Task goal ▸ Using the records below, transcribe word for word the stretch from the line that contains "7, 5, // endpoint" through the line that contains "(self.value >> 8) as u8", both end lines included, and nothing else.

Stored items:

====================

//! USB HID boot keyboard on the ATmega32U4's USB controller.
//!
//! Polled from the main loop; no USB interrupts are used. EP0 handles the
//! standard and HID class requests, EP1 carries 8-byte keyboard reports.

use avr_device::atmega32u4::Peripherals;
use planka_keymap::KeyboardReport;

const EP0_SIZE: u8 = 64;
const EP1_SIZE: u8 = 8;

static HID_REPORT_DESCRIPTOR: [u8; 64] = [
    0x05, 0x01, // Usage Page (Generic Desktop)
    0x09, 0x06, // Usage (Keyboard)
    0xA1, 0x01, // Collection (Application)
    0x05, 0x07, //   Usage Page (Key Codes)
    0x19, 0xE0, //   Usage Minimum (224)
    0x29, 0xE7, //   Usage Maximum (231)
    0x15, 0x00, //   Logical Minimum (0)
    0x25, 0x01, //   Logical Maximum (1)
    0x75, 0x01, //   Report Size (1)
    0x95, 0x08, //   Report Count (8)
    0x81, 0x02, //   Input (Data, Variable, Absolute)
    0x95, 0x01, //   Report Count (1)
    0x75, 0x08, //   Report Size (8)
    0x81, 0x01, //   Input (Constant)
    0x95, 0x05, //   Report Count (5)
    0x75, 0x01, //   Report Size (1)
    0x05, 0x08, //   Usage Page (LEDs)
    0x19, 0x01, //   Usage Minimum (1)
    0x29, 0x05, //   Usage Maximum (5)
    0x91, 0x02, //   Output (Data, Variable, Absolute)
    0x95, 0x01, //   Report Count (1)
    0x75, 0x03, //   Report Size (3)
    0x91, 0x01, //   Output (Constant)
    0x95, 0x06, //   Report Count (6)
    0x75, 0x08, //   Report Size (8)
    0x15, 0x00, //   Logical Minimum (0)
    0x26, 0xFF, 0x00, // Logical Maximum (255)
    0x05, 0x07, //   Usage Page (Key Codes)
    0x19, 0x00, //   Usage Minimum (0)
    0x29, 0xFF, //   Usage Maximum (255)
    0x81, 0x00, //   Input (Data, Array)
    0xC0, // End Collection
];

static DEVICE_DESCRIPTOR: [u8; 18] = [
    18,   // bLength
    1,    // bDescriptorType (Device)
    0x00, 0x02, // bcdUSB (2.0)
    0,    // bDeviceClass
    0,    // bDeviceSubClass
    0,    // bDeviceProtocol
    EP0_SIZE, // bMaxPacketSize0
    0xEB, 0xFE, // idVendor (0xFEEB)
    0x32, 0x32, // idProduct (0x3232)
    0x01, 0x00, // bcdDevice (1.0)
    1,    // iManufacturer
    2,    // iProduct
    0,    // iSerialNumber
    1,    // bNumConfigurations
];

static CONFIG_DESCRIPTOR: [u8; 34] = [
    9, 2, 34, 0, // configuration, wTotalLength 34
    1,    // bNumInterfaces
    1,    // bConfigurationValue
    0,    // iConfiguration
    0x80, // bmAttributes (bus powered)
    50,   // bMaxPower (100mA)
    9, 4, // interface
    0,    // bInterfaceNumber
    0,    // bAlternateSetting
    1,    // bNumEndpoints
    3,    // bInterfaceClass (HID)
    1,    // bInterfaceSubClass (Boot)
    1,    // bInterfaceProtocol (Keyboard)
    0,    // iInterface
    9, 0x21, // HID
    0x11, 0x01, // bcdHID (1.11)
    0,    // bCountryCode
    1,    // bNumDescriptors
    0x22, // bDescriptorType (Report)
    HID_REPORT_DESCRIPTOR.len() as u8, 0,
    7, 5, // endpoint
    0x81, // EP1 IN
    0x03, // interrupt
    EP1_SIZE, 0,
    10,   // bInterval (ms)
];

static LANGUAGES: [u8; 4] = [4, 3, 0x09, 0x04];

static MANUFACTURER: [u8; 14] = [
    14, 3, b'P', 0, b'l', 0, b'a', 0, b'n', 0, b'k', 0, b'a', 0,
];

static PRODUCT: [u8; 18] = [
    18, 3, b'K', 0, b'e', 0, b'y', 0, b'b', 0, b'o', 0, b'a', 0, b'r', 0, b'd', 0,
];

/// An 8-byte SETUP packet.
struct Setup {
    request_type: u8,
    request: u8,
    value: u16,
    length: u16,
}

impl Setup {
    fn descriptor_type(&self) -> u8 {
        (self.value >> 8) as u8
    }

    fn descriptor_index(&self) -> u8 {
        self.value as u8
    }
}

pub struct UsbKeyboard {
    configured: bool,
    protocol: u8,
    idle: u8,
    last_report: KeyboardReport,
}

impl UsbKeyboard {
    pub const fn new() -> Self {
        Self {
            configured: false,
            protocol: 1,
            idle: 0,
            last_report: KeyboardReport::empty(),
        }
    }

    pub fn init(&mut self, dp: &Peripherals) {
        let usb = &dp.USB_DEVICE;

        usb.uhwcon.write(|w| w.uvrege().set_bit());
        usb.usbcon.write(|w| w.usbe().set_bit().otgpade().set_bit());

        // 16MHz crystal, PLL to 48MHz
        dp.PLL.pllcsr.write(|w| w.pindiv().set_bit().plle().set_bit());
        while dp.PLL.pllcsr.read().plock().bit_is_clear() {}

        usb.usbcon.modify(|_, w| w.frzclk().clear_bit());
        usb.udcon.modify(|_, w| w.detach().clear_bit());
        usb.udien.write(|w| w.eorste().set_bit());

        self.configured = false;
    }

    /// Handle bus resets and control requests. Call every loop iteration.
    pub fn poll(&mut self, dp: &Peripherals) {
        let usb = &dp.USB_DEVICE;

        if usb.udint.read().eorsti().bit_is_set() {
            usb.udint.modify(|_, w| w.eorsti().clear_bit());
            self.configure_ep0(dp);
            self.configured = false;
        }

        select_endpoint(dp, 0);
        if usb.ueintx.read().rxstpi().bit_is_set() {
            self.handle_setup(dp);
        }
    }

    /// Send `report` on EP1 unless it equals the last one sent.
    pub fn send_report(&mut self, dp: &Peripherals, report: &KeyboardReport) {
        if !self.configured || *report == self.last_report {
            return;
        }

        let usb = &dp.USB_DEVICE;
        select_endpoint(dp, 1);

        let mut timeout: u16 = 0xFFFF;
        while usb.ueintx.read().rwal().bit_is_clear() {
            timeout = timeout.wrapping_sub(1);
            if timeout == 0 {
                return;
            }
        }

        for byte in report.as_bytes() {
            usb.uedatx.write(|w| w.bits(byte));
        }
        usb.ueintx
            .modify(|_, w| w.fifocon().clear_bit().txini().clear_bit());

        self.last_report = *report;
    }

    fn configure_ep0(&self, dp: &Peripherals) {
        let usb = &dp.USB_DEVICE;
        select_endpoint(dp, 0);
        usb.ueconx.write(|w| w.epen().set_bit());
        usb.uecfg0x.write(|w| w.eptype().bits(0b00));
        usb.uecfg1x.write(|w| w.epsize().bits(0b011).alloc().set_bit());
    }

    fn configure_ep1(&self, dp: &Peripherals) {
        let usb = &dp.USB_DEVICE;
        select_endpoint(dp, 1);
        usb.ueconx.write(|w| w.epen().set_bit());
        usb.uecfg0x.write(|w| w.eptype().bits(0b11).epdir().set_bit());
        usb.uecfg1x.write(|w| w.epsize().bits(0b000).alloc().set_bit());
    }

    fn read_setup(dp: &Peripherals) -> Setup {
        let usb = &dp.USB_DEVICE;
        let mut bytes = [0u8; 8];
        for byte in bytes.iter_mut() {
            *byte = usb.uedatx.read().bits();
        }
        usb.ueintx.modify(|_, w| w.rxstpi().clear_bit());

        Setup {
            request_type: bytes[0],
            request: bytes[1],
            value: u16::from_le_bytes([bytes[2], bytes[3]]),
            length: u16::from_le_bytes([bytes[6], bytes[7]]),
        }
    }

    fn handle_setup(&mut self, dp: &Peripherals) {
        let usb = &dp.USB_DEVICE;
        let setup = Self::read_setup(dp);

        match (setup.request_type, setup.request) {
            // GET_DESCRIPTOR
            (0x80, 0x06) => {
                let desc: &[u8] = match (setup.descriptor_type(), setup.descriptor_index()) {
                    (1, _) => &DEVICE_DESCRIPTOR,
                    (2, _) => &CONFIG_DESCRIPTOR,
                    (3, 0) => &LANGUAGES,
                    (3, 1) => &MANUFACTURER,
                    (3, 2) => &PRODUCT,
                    _ => return stall(dp),
                };
                send_control(dp, desc, setup.length);
            }

            // SET_ADDRESS
            (0x00, 0x05) => {
                send_zlp(dp);
                while usb.ueintx.read().txini().bit_is_clear() {}
                usb.udaddr
                    .write(|w| w.uadd().bits(setup.value as u8 & 0x7F).adden().set_bit());
            }

            // SET_CONFIGURATION
            (0x00, 0x09) => {
                send_zlp(dp);
                self.configure_ep1(dp);
                self.configured = setup.value != 0;
            }

            // GET_CONFIGURATION
            (0x80, 0x08) => send_control(dp, &[u8::from(self.configured)], setup.length),

            // HID report descriptor
            (0x81, 0x06) if setup.descriptor_type() == 0x22 => {
                send_control(dp, &HID_REPORT_DESCRIPTOR, setup.length);
            }

            // GET_REPORT
            (0xA1, 0x01) => send_control(dp, &self.last_report.as_bytes(), setup.length),

            // GET_IDLE
            (0xA1, 0x02) => send_control(dp, &[self.idle], setup.length),

            // GET_PROTOCOL
            (0xA1, 0x03) => send_control(dp, &[self.protocol], setup.length),

            // SET_REPORT: the board has no lock LEDs, so the byte is dropped
            (0x21, 0x09) => {
                while usb.ueintx.read().rxouti().bit_is_clear() {}
                let _ = usb.uedatx.read().bits();
                usb.ueintx.modify(|_, w| w.rxouti().clear_bit());
                send_zlp(dp);
            }

            // SET_IDLE
            (0x21, 0x0A) => {
                self.idle = (setup.value >> 8) as u8;
                send_zlp(dp);
            }

            // SET_PROTOCOL
            (0x21, 0x0B) => {
                self.protocol = setup.value as u8;
                send_zlp(dp);
            }

            _ => stall(dp),
        }
    }
}

fn select_endpoint(dp: &Peripherals, ep: u8) {
    dp.USB_DEVICE.uenum.write(|w| w.bits(ep & 0x07));
}

fn send_zlp(dp: &Peripherals) {
    dp.USB_DEVICE.ueintx.modify(|_, w| w.txini().clear_bit());
}

fn stall(dp: &Peripherals) {
    dp.USB_DEVICE.ueconx.modify(|_, w| w.stallrq().set_bit());
}

/// IN data stage in EP0-sized chunks, then wait for the host's status ZLP.
fn send_control(dp: &Peripherals, data: &[u8], max_length: u16) {
    let usb = &dp.USB_DEVICE;
    let len = core::cmp::min(data.len(), usize::from(max_length));
    let mut sent = 0;

    while sent < len {
        while usb.ueintx.read().txini().bit_is_clear() {}

        let end = core::cmp::min(sent + usize::from(EP0_SIZE), len);
        for &byte in &data[sent..end] {
            usb.uedatx.write(|w| w.bits(byte));
        }
        usb.ueintx.modify(|_, w| w.txini().clear_bit());
        sent = end;
    }

    while usb.ueintx.read().rxouti().bit_is_clear() {}
    usb.ueintx.modify(|_, w| w.rxouti().clear_bit());
}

====================

Your response ▸
    7, 5, // endpoint
    0x81, // EP1 IN
    0x03, // interrupt
    EP1_SIZE, 0,
    10,   // bInterval (ms)
];

static LANGUAGES: [u8; 4] = [4, 3, 0x09, 0x04];

static MANUFACTURER: [u8; 14] = [
    14, 3, b'P', 0, b'l', 0, b'a', 0, b'n', 0, b'k', 0, b'a', 0,
];

static PRODUCT: [u8; 18] = [
    18, 3, b'K', 0, b'e', 0, b'y', 0, b'b', 0, b'o', 0, b'a', 0, b'r', 0, b'd', 0,
];

/// An 8-byte SETUP packet.
struct Setup {
    request_type: u8,
    request: u8,
    value: u16,
    length: u16,
}

impl Setup {
    fn descriptor_type(&self) -> u8 {
        (self.value >> 8) as u8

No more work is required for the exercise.